The Adoption Gap: AI Use Among Companies vs. Individuals
Despite the optimism on stage, Georgiev was candid about the underlying disparity in AI adoption. Speaking to Bloomberg TV Bulgaria, he noted that only about 9 % of Bulgarian companies currently employ AI solutions, a figure well below Western European averages, while roughly 22.5 % of Bulgarian individuals already use AI in some capacity. This split‑screen reality points to demand from consumers outpacing the readiness of the businesses meant to serve them. Georgiev attributed the lag to both structural and cultural factors: Eastern Europe historically adopts new technologies later than the United States, and within organizations, the most resistant functions tend to be finance, legal, and procurement—areas where caution is ingrained. Conversely, the leading edge is emerging in regulated sectors such as banks and telecoms, as well as in digital‑first firms that sell into global markets and need AI to personalize customer experiences. Georgiev argued that once the AI‑first mindset spreads from a single department to the entire organization, Bulgaria—and the wider region—should experience the same adoption surge already visible further west.

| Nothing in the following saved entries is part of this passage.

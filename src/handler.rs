//! One-call setup of a hierarchy and its top-level error handler.
//!
//! ```rust
//! use modern_errors::{ForeignError, GlobalOptions, modern_errors};
//!
//! let errors = modern_errors(["InputError", "AuthError"], GlobalOptions::new())?;
//!
//! let input = errors.class("InputError").unwrap().create("bad input", Default::default())?;
//! assert!(errors.error_handler(input.clone()).same_instance(&input));
//!
//! let unknown = errors.error_handler(ForeignError::new("Error", "boom"));
//! assert_eq!(unknown.name(), "UnknownError");
//! assert_eq!(unknown.message(), "boom");
//! # Ok::<(), modern_errors::Error>(())
//! ```

use crate::Result;
use crate::cause::concat_messages;
use crate::class::{ErrorClass, UNKNOWN_ERROR};
use crate::instance::{ErrorInstance, caller_frame, value_to_text};
use crate::normalize;
use crate::options::{ClassOptions, GlobalOptions, OptionsBag};
use crate::serialize::from_plain_object;
use crate::thrown::Thrown;
use serde_json::Value;
use std::panic::Location;
use std::sync::Arc;
use tracing::{debug, warn};

/// Create a hierarchy with `UnknownError` and one class per name.
///
/// `UnknownError` may be listed in `names`; it is only declared once.
///
/// # Errors
///
/// Whatever [`ErrorClass::any_error`] or [`ErrorClass::subclass`] reject.
pub fn modern_errors<I, S>(names: I, options: GlobalOptions) -> Result<ModernErrors>
where
    I: IntoIterator<Item = S>,
    S: Into<String>,
{
    let any_error = ErrorClass::any_error(options)?;
    let unknown_error = any_error.subclass(UNKNOWN_ERROR, ClassOptions::new())?;

    let mut classes = vec![unknown_error.clone()];
    for name in names {
        let name = name.into();
        if name != UNKNOWN_ERROR {
            classes.push(any_error.subclass(name, ClassOptions::new())?);
        }
    }

    debug!(classes = classes.len(), "error classes declared");
    Ok(ModernErrors {
        any_error,
        unknown_error,
        classes,
    })
}

/// Classes created by [`modern_errors`].
#[derive(Debug, Clone)]
pub struct ModernErrors {
    any_error: ErrorClass,
    unknown_error: ErrorClass,
    classes: Vec<ErrorClass>,
}

impl ModernErrors {
    /// Root class.
    #[inline]
    pub fn any_error(&self) -> &ErrorClass {
        &self.any_error
    }

    /// Fallback class.
    #[inline]
    pub fn unknown_error(&self) -> &ErrorClass {
        &self.unknown_error
    }

    /// Class named `name`, `UnknownError` included.
    pub fn class(&self, name: &str) -> Option<&ErrorClass> {
        self.classes.iter().find(|class| class.name() == name)
    }

    /// Declared classes, `UnknownError` first.
    #[inline]
    pub fn classes(&self) -> &[ErrorClass] {
        &self.classes
    }

    /// Normalize anything caught at the top level.
    ///
    /// Known instances are returned as-is. Anything else becomes an
    /// `UnknownError`, whose message ends with the bug report line when
    /// `bugs_url` is set. This never fails: if a plugin rejects the
    /// normalization, a bare `UnknownError` is built instead.
    #[track_caller]
    pub fn error_handler(&self, value: impl Into<Thrown>) -> ErrorInstance {
        let frame = caller_frame(Location::caller());
        self.handle(value.into(), &frame)
    }

    /// Restore a serialized error, then run it through
    /// [`error_handler`](Self::error_handler).
    #[track_caller]
    pub fn parse(&self, value: &Value) -> ErrorInstance {
        let frame = caller_frame(Location::caller());
        match from_plain_object(value, &self.any_error) {
            Ok(thrown) => self.handle(thrown, &frame),
            Err(err) => {
                warn!(error = %err, "parsing failed, falling back to UnknownError");
                self.fallback(&Thrown::Value(value.clone()), &frame)
            }
        }
    }

    fn handle(&self, value: Thrown, frame: &str) -> ErrorInstance {
        let value = match value {
            Thrown::Error(instance) if instance.class().same_hierarchy(&self.any_error) => {
                return instance;
            }
            other => other,
        };

        let original = value.clone();
        match normalize::normalize(&self.any_error, value, frame) {
            Ok(mut error) => {
                if error.class() == &self.unknown_error {
                    self.append_bugs_line(&mut error);
                    debug!(error = %error.log(), "unknown error handled");
                }
                error
            }
            Err(err) => {
                warn!(error = %err, "normalization failed, falling back to UnknownError");
                self.fallback(&original, frame)
            }
        }
    }

    /// `UnknownError` built without running any plugin.
    fn fallback(&self, value: &Thrown, frame: &str) -> ErrorInstance {
        let message = match value {
            Thrown::Error(instance) => instance.message().to_string(),
            Thrown::Foreign(foreign) => foreign.message.clone(),
            Thrown::Value(Value::Object(object)) => object
                .get("message")
                .map(value_to_text)
                .unwrap_or_default(),
            Thrown::Value(other) => value_to_text(other),
        };

        let mut error = ErrorInstance::bare(
            self.unknown_error.clone(),
            message,
            frame.to_string(),
            Arc::new(OptionsBag::new()),
            Vec::new(),
        );
        error.wrap = true;
        if let Thrown::Value(raw) = value {
            error.cause_value = (!raw.is_null()).then(|| raw.clone());
        }
        self.append_bugs_line(&mut error);
        error
    }

    fn append_bugs_line(&self, error: &mut ErrorInstance) {
        if let Some(url) = self.any_error.bugs_url() {
            let line = format!("Please report this bug at: {url}");
            let message = concat_messages(error.message(), &line);
            error.set_message(message);
        }
    }
}
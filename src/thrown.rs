//! Values that can be normalized or used as a cause.
//!
//! Anything "thrown" at the engine is one of three things:
//!
//! - an [`ErrorInstance`] built by some hierarchy (this one or another),
//! - a [`ForeignError`]: an error-like value that no hierarchy built, such as
//!   a `std::error::Error` or a deserialized plain object,
//! - an arbitrary JSON [`Value`].

use crate::instance::ErrorInstance;
use serde_json::{Map, Value};
use std::error::Error as StdError;

/// Any value accepted as a cause or as a normalization input.
#[derive(Debug, Clone)]
pub enum Thrown {
    /// Instance built by a hierarchy.
    Error(ErrorInstance),
    /// Error-like value from outside any hierarchy.
    Foreign(ForeignError),
    /// Anything else.
    Value(Value),
}

impl Thrown {
    /// Build a foreign error from a `std` error and its `source()` chain.
    pub fn from_std_error(error: &(dyn StdError + 'static)) -> Self {
        Self::Foreign(ForeignError::from_std(error))
    }

    /// True for instances and foreign errors.
    #[inline]
    pub fn is_error_like(&self) -> bool {
        !matches!(self, Self::Value(_))
    }

    /// The instance, if this is one.
    pub fn as_instance(&self) -> Option<&ErrorInstance> {
        match self {
            Self::Error(instance) => Some(instance),
            _ => None,
        }
    }
}

impl From<ErrorInstance> for Thrown {
    fn from(instance: ErrorInstance) -> Self {
        Self::Error(instance)
    }
}

impl From<&ErrorInstance> for Thrown {
    fn from(instance: &ErrorInstance) -> Self {
        Self::Error(instance.clone())
    }
}

impl From<ForeignError> for Thrown {
    fn from(error: ForeignError) -> Self {
        Self::Foreign(error)
    }
}

impl From<Value> for Thrown {
    fn from(value: Value) -> Self {
        Self::Value(value)
    }
}

impl From<&str> for Thrown {
    fn from(value: &str) -> Self {
        Self::Value(Value::String(value.to_string()))
    }
}

impl From<String> for Thrown {
    fn from(value: String) -> Self {
        Self::Value(Value::String(value))
    }
}

/// Error-like value not built by any hierarchy.
///
/// `constructor` is the name of the type that produced it and `name` its
/// (possibly customized) display name; when `name` is `None` the
/// constructor name is used.
#[derive(Debug, Clone, Default)]
pub struct ForeignError {
    /// Name of the producing type (`"Error"`, `"TypeError"`, ...).
    pub constructor: String,
    /// Display name, when customized.
    pub name: Option<String>,
    /// Message.
    pub message: String,
    /// Full stack, when known.
    pub stack: Option<String>,
    /// Own properties.
    pub properties: Map<String, Value>,
    /// Its own cause.
    pub cause: Option<Box<Thrown>>,
    /// Aggregated errors.
    pub errors: Vec<Thrown>,
}

impl ForeignError {
    /// Foreign error with a constructor name and a message.
    #[must_use]
    pub fn new(constructor: impl Into<String>, message: impl Into<String>) -> Self {
        Self {
            constructor: constructor.into(),
            message: message.into(),
            ..Self::default()
        }
    }

    /// Override the display name.
    #[must_use]
    pub fn with_name(mut self, name: impl Into<String>) -> Self {
        self.name = Some(name.into());
        self
    }

    /// Set the stack.
    #[must_use]
    pub fn with_stack(mut self, stack: impl Into<String>) -> Self {
        self.stack = Some(stack.into());
        self
    }

    /// Add an own property.
    #[must_use]
    pub fn with_property(mut self, key: impl Into<String>, value: Value) -> Self {
        self.properties.insert(key.into(), value);
        self
    }

    /// Set the cause.
    #[must_use]
    pub fn with_cause(mut self, cause: impl Into<Thrown>) -> Self {
        self.cause = Some(Box::new(cause.into()));
        self
    }

    /// Set the aggregated errors.
    #[must_use]
    pub fn with_errors(mut self, errors: Vec<Thrown>) -> Self {
        self.errors = errors;
        self
    }

    /// Display name: `name` when set, else the constructor name.
    pub fn name(&self) -> &str {
        self.name.as_deref().unwrap_or(&self.constructor)
    }

    /// Foreign error mirroring a `std` error. Its `source()` chain becomes
    /// the cause chain.
    pub fn from_std(error: &(dyn StdError + 'static)) -> Self {
        let mut foreign = Self::new("Error", error.to_string());
        if let Some(source) = error.source() {
            foreign.cause = Some(Box::new(Thrown::Foreign(Self::from_std(source))));
        }
        foreign
    }

    /// Foreign view of an instance built by another hierarchy.
    pub(crate) fn from_instance(instance: &ErrorInstance) -> Self {
        Self {
            constructor: instance.name().to_string(),
            name: Some(instance.name().to_string()),
            message: instance.message().to_string(),
            stack: Some(instance.stack().to_string()),
            properties: instance
                .enumerable_properties()
                .map(|(key, value)| (key.to_string(), value.clone()))
                .collect(),
            cause: instance.cause_value().cloned().map(|value| Box::new(Thrown::Value(value))),
            errors: instance
                .errors()
                .unwrap_or_default()
                .iter()
                .cloned()
                .map(Thrown::Error)
                .collect(),
        }
    }
}

impl<E: StdError + 'static> From<&E> for ForeignError {
    fn from(error: &E) -> Self {
        Self::from_std(error)
    }
}

#[cfg(test)]
mod tests {
    use super::*;
    use std::fmt;

    #[derive(Debug)]
    struct Outer(Inner);

    #[derive(Debug)]
    struct Inner;

    impl fmt::Display for Outer {
        fn fmt(&self, f: &mut fmt::Formatter<'_>) -> fmt::Result {
            f.write_str("outer failed")
        }
    }

    impl fmt::Display for Inner {
        fn fmt(&self, f: &mut fmt::Formatter<'_>) -> fmt::Result {
            f.write_str("inner failed")
        }
    }

    impl StdError for Outer {
        fn source(&self) -> Option<&(dyn StdError + 'static)> {
            Some(&self.0)
        }
    }

    impl StdError for Inner {}

    #[test]
    fn std_source_chain_becomes_cause_chain() {
        let foreign = ForeignError::from(&Outer(Inner));
        assert_eq!(foreign.message, "outer failed");
        assert_eq!(foreign.name(), "Error");
        match foreign.cause.as_deref() {
            Some(Thrown::Foreign(inner)) => {
                assert_eq!(inner.message, "inner failed");
                assert!(inner.cause.is_none());
            }
            other => panic!("unexpected cause: {other:?}"),
        }
    }

    #[test]
    fn name_defaults_to_constructor() {
        let foreign = ForeignError::new("TypeError", "bad");
        assert_eq!(foreign.name(), "TypeError");
        assert_eq!(foreign.with_name("CustomError").name(), "CustomError");
    }

    #[test]
    fn strings_become_values() {
        assert!(matches!(Thrown::from("boom"), Thrown::Value(Value::String(ref s)) if s == "boom"));
        assert!(!Thrown::from("boom").is_error_like());
        assert!(Thrown::from(ForeignError::new("Error", "boom")).is_error_like());
    }
}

Strategic Advantage: The Role of INSAIT
To convert the current potential into a lasting competitive edge, Georgiev highlighted INSAIT, the Sofia‑based AI institute that Google has supported from its inception. He urged continued investment in INSAIT and the deliberate cultivation of a surrounding ecosystem of companies, startups, and research partners. If nurtured effectively, INSAIT could become one of Bulgaria’s defining advantages in Europe—a dividend not only for the national education system but also for the broader economy, attracting talent, fostering innovation, and positioning the country as a hub for AI expertise within the EU.

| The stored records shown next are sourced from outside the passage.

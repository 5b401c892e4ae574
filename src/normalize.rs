//! Normalization of thrown values into instances of a target class.

use crate::Result;
use crate::class::ErrorClass;
use crate::instance::ErrorInstance;
use crate::options::InstanceOptions;
use crate::thrown::Thrown;
use tracing::trace;

/// Normalize `value` into an instance of `target`.
///
/// Instances already of the target (any instance when the target is the
/// root) are returned as-is. Other instances of the hierarchy are
/// re-classed. Everything else becomes the cause of a new instance of the
/// target, or of `UnknownError` when the target is the root.
pub(crate) fn normalize(target: &ErrorClass, value: Thrown, frame: &str) -> Result<ErrorInstance> {
    let unknown = target.unknown_error()?;

    match value {
        Thrown::Error(instance) if instance.class().same_hierarchy(target) => {
            if target.is_root() || instance.is_instance_of(target) {
                trace!(class = instance.name(), "already normalized");
                Ok(instance)
            } else {
                reclass(target, instance)
            }
        }
        other => {
            let class = if target.is_root() { unknown } else { target.clone() };
            trace!(class = class.name(), "wrapping unknown value");
            class.construct(String::new(), InstanceOptions::new().cause(other), frame)
        }
    }
}

/// New instance of `target` carrying over message, stack, properties,
/// aggregated errors and options of `instance`.
fn reclass(target: &ErrorClass, mut instance: ErrorInstance) -> Result<ErrorInstance> {
    instance.revert_plugin_values();
    let old_name = instance.name().to_string();
    trace!(from = %old_name, to = target.name(), "re-classing instance");

    let ErrorInstance {
        message,
        stack,
        props,
        errors,
        cause_value,
        options,
        constructor_args,
        ..
    } = instance;

    let mut reclassed =
        ErrorInstance::bare(target.clone(), message, String::new(), options, constructor_args);
    reclassed.stack = stack;
    reclassed.rename_header(&old_name);
    reclassed.props = props
        .into_iter()
        .filter(|(key, _)| !reclassed.is_protected(key))
        .collect();
    reclassed.errors = errors;
    reclassed.cause_value = cause_value;
    reclassed.wrap = true;

    target.finish(reclassed)
}

#[cfg(test)]
mod tests {
    use crate::error::ConfigurationError;
    use crate::options::{ClassOptions, GlobalOptions, InstanceOptions};
    use crate::thrown::{ForeignError, Thrown};
    use crate::{Error, ErrorClass};
    use serde_json::json;

    fn hierarchy() -> (ErrorClass, ErrorClass, ErrorClass) {
        let any_error = ErrorClass::any_error(GlobalOptions::new()).unwrap();
        let unknown = any_error.subclass("UnknownError", ClassOptions::new()).unwrap();
        let input = any_error.subclass("InputError", ClassOptions::new()).unwrap();
        (any_error, unknown, input)
    }

    #[test]
    fn instances_of_target_are_returned_unchanged() {
        let (any_error, _, input) = hierarchy();
        let child = input.subclass("ChildError", ClassOptions::new()).unwrap();
        let error = child.create("test", InstanceOptions::new()).unwrap();

        assert!(input.normalize(error.clone()).unwrap().same_instance(&error));
        assert!(child.normalize(error.clone()).unwrap().same_instance(&error));
        assert!(any_error.normalize(error.clone()).unwrap().same_instance(&error));
    }

    #[test]
    fn other_known_instances_are_reclassed() {
        let (_, unknown, input) = hierarchy();
        let error = input
            .create("test", InstanceOptions::new().props(json!({ "prop": true })))
            .unwrap();

        let normalized = unknown.normalize(error.clone()).unwrap();
        assert!(!normalized.same_instance(&error));
        assert_eq!(normalized.name(), "UnknownError");
        assert_eq!(normalized.message(), "test");
        assert!(normalized.stack().starts_with("UnknownError: test"));
        assert_eq!(normalized.get("prop"), Some(&json!(true)));
    }

    #[test]
    fn values_become_unknown_error_through_root() {
        let (any_error, _, input) = hierarchy();
        for value in [json!("boom"), json!({ "message": "boom" }), json!(null), json!(5)] {
            let normalized = any_error.normalize(value.clone()).unwrap();
            assert_eq!(normalized.name(), "UnknownError");
            assert_eq!(normalized.cause_value(), (!value.is_null()).then_some(&value));
        }

        let normalized = input.normalize("boom").unwrap();
        assert_eq!(normalized.name(), "InputError");
        assert_eq!(normalized.message(), "boom");
    }

    #[test]
    fn foreign_errors_are_wrapped_with_prefix_rule() {
        let (any_error, _, _) = hierarchy();
        let plain = any_error.normalize(ForeignError::new("Error", "boom")).unwrap();
        assert_eq!(plain.message(), "boom");
        assert!(plain.wrap());

        let named = any_error
            .normalize(ForeignError::new("Error", "boom").with_name("CustomError"))
            .unwrap();
        assert_eq!(named.message(), "CustomError: boom");
    }

    #[test]
    fn instances_of_other_hierarchies_are_foreign() {
        let (any_error, _, _) = hierarchy();
        let (_, _, other_input) = hierarchy();
        let error = other_input.create("boom", InstanceOptions::new()).unwrap();

        let normalized = any_error.normalize(error).unwrap();
        assert_eq!(normalized.name(), "UnknownError");
        assert_eq!(normalized.message(), "InputError: boom");
    }

    #[test]
    fn aggregate_errors_are_normalized_in_order() {
        let (any_error, _, input) = hierarchy();
        let known = input.create("known", InstanceOptions::new()).unwrap();
        let error = input
            .create(
                "outer",
                InstanceOptions::new().errors([
                    Thrown::from("first"),
                    Thrown::from(known.clone()),
                    Thrown::from(ForeignError::new("TypeError", "third")),
                ]),
            )
            .unwrap();

        let errors = error.errors().unwrap();
        assert_eq!(errors.len(), 3);
        assert_eq!(errors[0].name(), "UnknownError");
        assert!(errors[1].same_instance(&known));
        assert_eq!(errors[2].message(), "third");
        assert!(any_error.normalize(error.clone()).unwrap().same_instance(&error));
    }

    #[test]
    fn normalization_needs_unknown_error() {
        let any_error = ErrorClass::any_error(GlobalOptions::new()).unwrap();
        assert_eq!(
            any_error.normalize("boom").unwrap_err(),
            Error::from(ConfigurationError::MissingUnknownError)
        );
    }
}
use modern_errors::{
    ClassOptions, ErrorClass, GlobalOptions, InstanceOptions, MethodOutput, Plugin, PluginError,
    PropertyMap, Result,
};
use serde_json::{Value, json};

/// Exit code per class, overridable per instance or per call.
fn exit_plugin() -> std::sync::Arc<Plugin> {
    Plugin::builder("exit")
        .get_options(|raw, _full| match raw {
            Value::Null => Ok(json!(1)),
            Value::Number(_) => Ok(raw.clone()),
            _ => Err("It must be an integer".to_string()),
        })
        .is_options(Value::is_number)
        .properties(|info| {
            let mut props = PropertyMap::new();
            props.insert("_exitCode".into(), info.options().clone());
            Ok(props)
        })
        .instance_method("exit_code", |info, _args| {
            Ok(MethodOutput::from(info.options().clone()))
        })
        .static_method("exit_codes", |info, _args| {
            let mut codes = serde_json::Map::new();
            for class in info.error_classes().iter() {
                let code = class
                    .class_options()
                    .get("exit")
                    .cloned()
                    .unwrap_or(json!(1));
                codes.insert(class.name().to_string(), code);
            }
            Ok(MethodOutput::from(Value::Object(codes)))
        })
        .build()
}

/// Describes an instance, with an optional prefix argument.
fn label_plugin() -> std::sync::Arc<Plugin> {
    Plugin::builder("label")
        .instance_method("describe", |info, args| {
            let error = info
                .error()
                .ok_or_else(|| PluginError::new("describe needs an instance"))?;
            let prefix = args.first().and_then(Value::as_str).unwrap_or("error");
            Ok(MethodOutput::from(json!(format!(
                "{prefix}: {} ({})",
                error.message(),
                error.name()
            ))))
        })
        .build()
}

fn main() -> Result<()> {
    let any_error = ErrorClass::any_error(
        GlobalOptions::new().plugins([exit_plugin(), label_plugin()]),
    )?;
    any_error.subclass("UnknownError", ClassOptions::new())?;
    let input_error = any_error.subclass("InputError", ClassOptions::new().option("exit", json!(2)))?;
    let auth_error = any_error.subclass("AuthError", ClassOptions::new().option("exit", json!(3)))?;

    println!("--- Plugin Methods Example ---\n");

    let error = input_error.create("Invalid argument.", InstanceOptions::new())?;
    println!("1. class option:    {:?}", error.call("exit_code", vec![])?.ready());
    println!("   hidden property: {:?}", error.get("_exitCode"));

    let error = auth_error.create("Token expired.", InstanceOptions::new().option("exit", json!(4)))?;
    println!("2. instance option: {:?}", error.call("exit_code", vec![])?.ready());
    println!("3. method option:   {:?}", error.call("exit_code", vec![json!(5)])?.ready());
    println!(
        "4. describe:        {:?}",
        error.call("describe", vec![json!("auth")])?.ready()
    );
    println!(
        "5. static method:   {:?}",
        any_error.call_static("exit_codes", vec![])?.ready()
    );
    Ok(())
}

Overall Picture: Cybersecurity Leader, AI Laggard, and the Sovereignty Narrative
Stripping away the keynote gloss, Google Cloud Day Bulgaria 2026 revealed a nation pulling in two directions simultaneously. On the cybersecurity front, Bulgaria has positioned itself near the forefront of the EU pack, leveraging its eight‑year integrator relationship with Google Cloud to launch one of the bloc’s first national Cybershield deployments—a concrete demonstration of centralized, AI‑driven defense. On the enterprise AI side, the country remains a laggard in overall corporate adoption, yet it boasts a fast‑moving leading edge and a populace already more AI‑fluent than its businesses. The throughline that organizers repeatedly emphasized—sovereignty, control, and the freedom to build on a global cloud foundation without relinquishing data—resonates strongly with regional aspirations for digital autonomy. Whether Bulgarian enterprises will act on this vision as decisively as the state has done with its national Cybershield remains the open question that the fourth edition of Google Cloud Day Bulgaria will need to answer.